Why you need to stop smoking now for a baby later
By Glenn Weitzman, M.D., Nashville Fertility Center
Smoking. We all know it’s bad for us, those around us and the environment. But if you’re a woman thinking about becoming pregnant, or even one who knows she’ll eventually want children, you may not know you’re harming your chances of having a baby if you smoke now.
At the Nashville Fertility Center, we hear from women who say, “I’ll stop smoking when I get pregnant,” or “I’ll stop smoking after my baby is born.” We have to caution, though — smoking and pregnancy don’t go together, and the time to stop is now!
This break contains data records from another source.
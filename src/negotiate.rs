//! Two-phase value query.
//!
//! Registry value sizes are not known in advance, so every query is made
//! twice against the native layer:
//!
//! 1. **Probe**: no data buffer is passed; the native layer reports the type
//!    tag and the number of bytes the value occupies.
//! 2. **Fetch**: a buffer of exactly that size is allocated and the query is
//!    repeated to copy the data in.
//!
//! For textual values the probed size is an upper bound: the narrow API
//! reports the stored (UTF-16) byte count before converting, so the fetch may
//! copy fewer bytes. Those shorter replies are accepted and the buffer is cut
//! to the reported length.
//!
//! The probed type is checked against the requested [`ValueCategory`] between
//! the two phases, so a value of the wrong type is rejected without copying
//! its data. If the value changes between the phases the query fails with
//! `RegistryError::ValueChanged` instead of returning truncated data.

use crate::error::{RegistryError, Result};
use crate::native::{NativeRegistry, RawHandle, ERROR_MORE_DATA, ERROR_SUCCESS};
use crate::types::{ValueCategory, ValueType};
use std::ffi::CString;
use tracing::{debug, trace};

/// Raw value data as copied by the fetch phase.
#[derive(Debug, Clone, PartialEq, Eq)]
pub struct RawValue {
    /// Type reported by the native layer.
    pub value_type: ValueType,
    /// The bytes the native layer reported on fetch.
    pub data: Vec<u8>,
}

/// Type and length reported by the probe phase.
#[derive(Debug, Clone, Copy, PartialEq, Eq)]
struct ValueDescriptor {
    value_type: ValueType,
    length: u32,
}

/// Converts a value name into the NUL-terminated form the native layer takes.
pub(crate) fn value_name(name: &str) -> Result<CString> {
    CString::new(name).map_err(|_| {
        RegistryError::invalid_argument(format!("value name {:?} contains a NUL byte", name))
    })
}

/// Runs the probe and fetch phases for value `name` of an open key.
///
/// # Errors
///
/// - `InvalidArgument` if `name` contains a NUL byte.
/// - `NotFound` / `Native` if either native call fails.
/// - `TypeMismatch` if the probed type is not in `category`.
/// - `ValueChanged` if the value was modified between the phases.
pub fn query_raw<N>(native: &N, handle: RawHandle, name: &str, category: ValueCategory) -> Result<RawValue>
where
    N: NativeRegistry + ?Sized,
{
    let c_name = value_name(name)?;

    let descriptor = probe(native, handle, &c_name, name)?;
    if !category.accepts(descriptor.value_type) {
        return Err(RegistryError::TypeMismatch {
            name: name.to_string(),
            expected: category.describe(),
            actual: descriptor.value_type,
        });
    }

    let data = fetch(native, handle, &c_name, name, descriptor)?;
    Ok(RawValue {
        value_type: descriptor.value_type,
        data,
    })
}

fn probe<N>(native: &N, handle: RawHandle, c_name: &CString, name: &str) -> Result<ValueDescriptor>
where
    N: NativeRegistry + ?Sized,
{
    let reply = native.query_value(handle, c_name, None);
    if reply.status != ERROR_SUCCESS {
        return Err(query_failed(reply.status, name));
    }

    let descriptor = ValueDescriptor {
        value_type: ValueType::from_u32(reply.value_type),
        length: reply.length,
    };
    debug!(
        name,
        value_type = %descriptor.value_type,
        length = descriptor.length,
        "Probed value"
    );
    Ok(descriptor)
}

fn fetch<N>(
    native: &N,
    handle: RawHandle,
    c_name: &CString,
    name: &str,
    descriptor: ValueDescriptor,
) -> Result<Vec<u8>>
where
    N: NativeRegistry + ?Sized,
{
    let mut data = vec![0u8; descriptor.length as usize];
    let reply = native.query_value(handle, c_name, Some(data.as_mut_slice()));

    if reply.status == ERROR_MORE_DATA {
        return Err(RegistryError::ValueChanged {
            name: name.to_string(),
            detail: format!("grew from {} to {} bytes", descriptor.length, reply.length),
        });
    }
    if reply.status != ERROR_SUCCESS {
        return Err(query_failed(reply.status, name));
    }

    let fetched_type = ValueType::from_u32(reply.value_type);
    if fetched_type != descriptor.value_type {
        return Err(RegistryError::ValueChanged {
            name: name.to_string(),
            detail: format!("type changed from {} to {}", descriptor.value_type, fetched_type),
        });
    }
    let shrank_textual = fetched_type.is_textual() && reply.length < descriptor.length;
    if reply.length != descriptor.length && !shrank_textual {
        return Err(RegistryError::ValueChanged {
            name: name.to_string(),
            detail: format!("length changed from {} to {} bytes", descriptor.length, reply.length),
        });
    }
    data.truncate(reply.length as usize);

    trace!(name, data = %hex::encode(&data), "Fetched value");
    Ok(data)
}

fn query_failed(status: u32, name: &str) -> RegistryError {
    RegistryError::from_status(status, format!("Failed to query value '{}'", name))
}

#[cfg(test)]
mod tests {
    use super::*;
    use crate::error::ErrorKind;
    use crate::native::{OpenReply, QueryReply, ERROR_FILE_NOT_FOUND};
    use std::cell::RefCell;
    use std::ffi::CStr;

    /// Binding that answers queries from a fixed script, one reply per call.
    struct Scripted {
        replies: RefCell<Vec<(QueryReply, Vec<u8>)>>,
        buffer_lengths: RefCell<Vec<Option<usize>>>,
    }

    impl Scripted {
        fn new(replies: Vec<(QueryReply, Vec<u8>)>) -> Self {
            Self {
                replies: RefCell::new(replies.into_iter().rev().collect()),
                buffer_lengths: RefCell::new(Vec::new()),
            }
        }
    }

    impl NativeRegistry for Scripted {
        fn is_loaded(&self) -> bool {
            true
        }

        fn open_key(&self, _: RawHandle, _: &CStr, _: u32, _: u32) -> OpenReply {
            unreachable!("queries never open keys")
        }

        fn query_value(&self, _: RawHandle, _: &CStr, data: Option<&mut [u8]>) -> QueryReply {
            self.buffer_lengths
                .borrow_mut()
                .push(data.as_ref().map(|buf| buf.len()));
            let (reply, bytes) = self.replies.borrow_mut().pop().expect("unexpected query");
            if let Some(buf) = data {
                let n = bytes.len().min(buf.len());
                buf[..n].copy_from_slice(&bytes[..n]);
            }
            reply
        }

        fn close_key(&self, _: RawHandle) -> u32 {
            unreachable!("queries never close keys")
        }
    }

    fn reply(status: u32, value_type: ValueType, length: u32) -> QueryReply {
        QueryReply {
            status,
            value_type: value_type.as_u32(),
            length,
        }
    }

    const KEY: RawHandle = RawHandle(0x40);

    #[test]
    fn test_probe_then_fetch_exact_length() {
        let native = Scripted::new(vec![
            (reply(ERROR_SUCCESS, ValueType::String, 6), vec![]),
            (reply(ERROR_SUCCESS, ValueType::String, 6), b"Hello\0".to_vec()),
        ]);

        let raw = query_raw(&native, KEY, "Greeting", ValueCategory::Textual).unwrap();
        assert_eq!(raw.value_type, ValueType::String);
        assert_eq!(raw.data, b"Hello\0");
        assert_eq!(*native.buffer_lengths.borrow(), vec![None, Some(6)]);
    }

    #[test]
    fn test_not_found_on_probe() {
        let native = Scripted::new(vec![(reply(ERROR_FILE_NOT_FOUND, ValueType::None, 0), vec![])]);

        let err = query_raw(&native, KEY, "Missing", ValueCategory::Textual).unwrap_err();
        assert_eq!(err.kind(), ErrorKind::NotFound);
        assert_eq!(err.code(), Some(ERROR_FILE_NOT_FOUND));
        assert!(err.to_string().contains("Missing"));
    }

    #[test]
    fn test_type_checked_before_fetch() {
        let native = Scripted::new(vec![(reply(ERROR_SUCCESS, ValueType::Dword, 4), vec![])]);

        let err = query_raw(&native, KEY, "Count", ValueCategory::Textual).unwrap_err();
        assert!(matches!(
            err,
            RegistryError::TypeMismatch { actual: ValueType::Dword, .. }
        ));
        // Only the probe ran
        assert_eq!(native.buffer_lengths.borrow().len(), 1);
    }

    #[test]
    fn test_value_grew_between_phases() {
        let native = Scripted::new(vec![
            (reply(ERROR_SUCCESS, ValueType::String, 4), vec![]),
            (reply(ERROR_MORE_DATA, ValueType::String, 12), vec![]),
        ]);

        let err = query_raw(&native, KEY, "Path", ValueCategory::Textual).unwrap_err();
        assert!(matches!(err, RegistryError::ValueChanged { .. }));
        assert_eq!(err.kind(), ErrorKind::NativeFailure);
    }

    #[test]
    fn test_narrow_string_shorter_than_probe() {
        // Probe reports the wide size, fetch copies the narrow conversion
        let native = Scripted::new(vec![
            (reply(ERROR_SUCCESS, ValueType::String, 8), vec![]),
            (reply(ERROR_SUCCESS, ValueType::String, 3), b"ab\0".to_vec()),
        ]);

        let raw = query_raw(&native, KEY, "Path", ValueCategory::Textual).unwrap();
        assert_eq!(raw.data, b"ab\0");
        assert_eq!(*native.buffer_lengths.borrow(), vec![None, Some(8)]);
    }

    #[test]
    fn test_numeric_value_shrank_between_phases() {
        let native = Scripted::new(vec![
            (reply(ERROR_SUCCESS, ValueType::Dword, 4), vec![]),
            (reply(ERROR_SUCCESS, ValueType::Dword, 2), vec![1, 0]),
        ]);

        let err = query_raw(&native, KEY, "Flags", ValueCategory::Numeric).unwrap_err();
        assert!(matches!(err, RegistryError::ValueChanged { .. }));
    }

    #[test]
    fn test_type_changed_between_phases() {
        let native = Scripted::new(vec![
            (reply(ERROR_SUCCESS, ValueType::Dword, 4), vec![]),
            (reply(ERROR_SUCCESS, ValueType::Binary, 4), vec![1, 2, 3, 4]),
        ]);

        let err = query_raw(&native, KEY, "Flags", ValueCategory::Numeric).unwrap_err();
        assert!(matches!(err, RegistryError::ValueChanged { .. }));
    }

    #[test]
    fn test_native_failure_on_fetch() {
        let native = Scripted::new(vec![
            (reply(ERROR_SUCCESS, ValueType::Dword, 4), vec![]),
            (reply(5, ValueType::Dword, 0), vec![]),
        ]);

        let err = query_raw(&native, KEY, "Flags", ValueCategory::Numeric).unwrap_err();
        assert_eq!(err.kind(), ErrorKind::NativeFailure);
        assert_eq!(err.code(), Some(5));
    }

    #[test]
    fn test_empty_value_still_fetches() {
        let native = Scripted::new(vec![
            (reply(ERROR_SUCCESS, ValueType::String, 0), vec![]),
            (reply(ERROR_SUCCESS, ValueType::String, 0), vec![]),
        ]);

        let raw = query_raw(&native, KEY, "", ValueCategory::Textual).unwrap();
        assert!(raw.data.is_empty());
        assert_eq!(*native.buffer_lengths.borrow(), vec![None, Some(0)]);
    }

    #[test]
    fn test_any_category_accepts_binary() {
        let native = Scripted::new(vec![
            (reply(ERROR_SUCCESS, ValueType::Binary, 2), vec![]),
            (reply(ERROR_SUCCESS, ValueType::Binary, 2), vec![0xAB, 0xCD]),
        ]);

        let raw = query_raw(&native, KEY, "Blob", ValueCategory::Any).unwrap();
        assert_eq!(raw.data, vec![0xAB, 0xCD]);
    }

    #[test]
    fn test_nul_in_name_is_rejected() {
        let native = Scripted::new(vec![]);
        let err = query_raw(&native, KEY, "bad\0name", ValueCategory::Any).unwrap_err();
        assert_eq!(err.kind(), ErrorKind::InvalidArgument);
        assert!(native.buffer_lengths.borrow().is_empty());
    }
}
Research on smoking and pregnancy
While I was on the faculty at the University of Arkansas for Medical Sciences in Little Rock, I chose to do research on environmental toxins and their effects on reproduction. Working with renowned reproductive toxicology expert, Donald R. Mattison, we discovered just how damaging smoking and pregnancy can be.
In a study of mice, we found that the number of ovarian follicles (that store female egg cells and produce reproductive hormones) were greatly reduced in mice exposed to smoke. To put these results in human terms:
- Women who are regular smokers go into menopause years earlier on average than women who are not smokers.
- Even a smoker of as little as half a pack a day reduces her pregnancy rate by half that of women who are nonsmokers.
- Smokers are basically “killing off” or accelerating the loss of eggs in their ovaries by exposure to just this one byproduct of cigarette smoke.
Talk to your doctor
At Nashville Fertility Center, we feel it is our obligation to give our patients the statistics on their lifestyle choices. I know if I was doing something that reduced by half my chances of a healthy pregnancy and baby, I’d want to do something about it! And this advice isn’t just for women … we work with all our patients, male or female, to optimize their chances of producing healthy families.
Whether it’s cigarettes, alcohol, or even marijuana (which also is not completely burned and produces toxins), the effect on reproductive health is damage to the quality of eggs, sperm and even embryos down the line.
I can’t encourage you enough to talk to your primary care physician or specialist now to combat the effects of smoking and pregnancy, or other lifestyle choices, to ensure better health for you and a future family.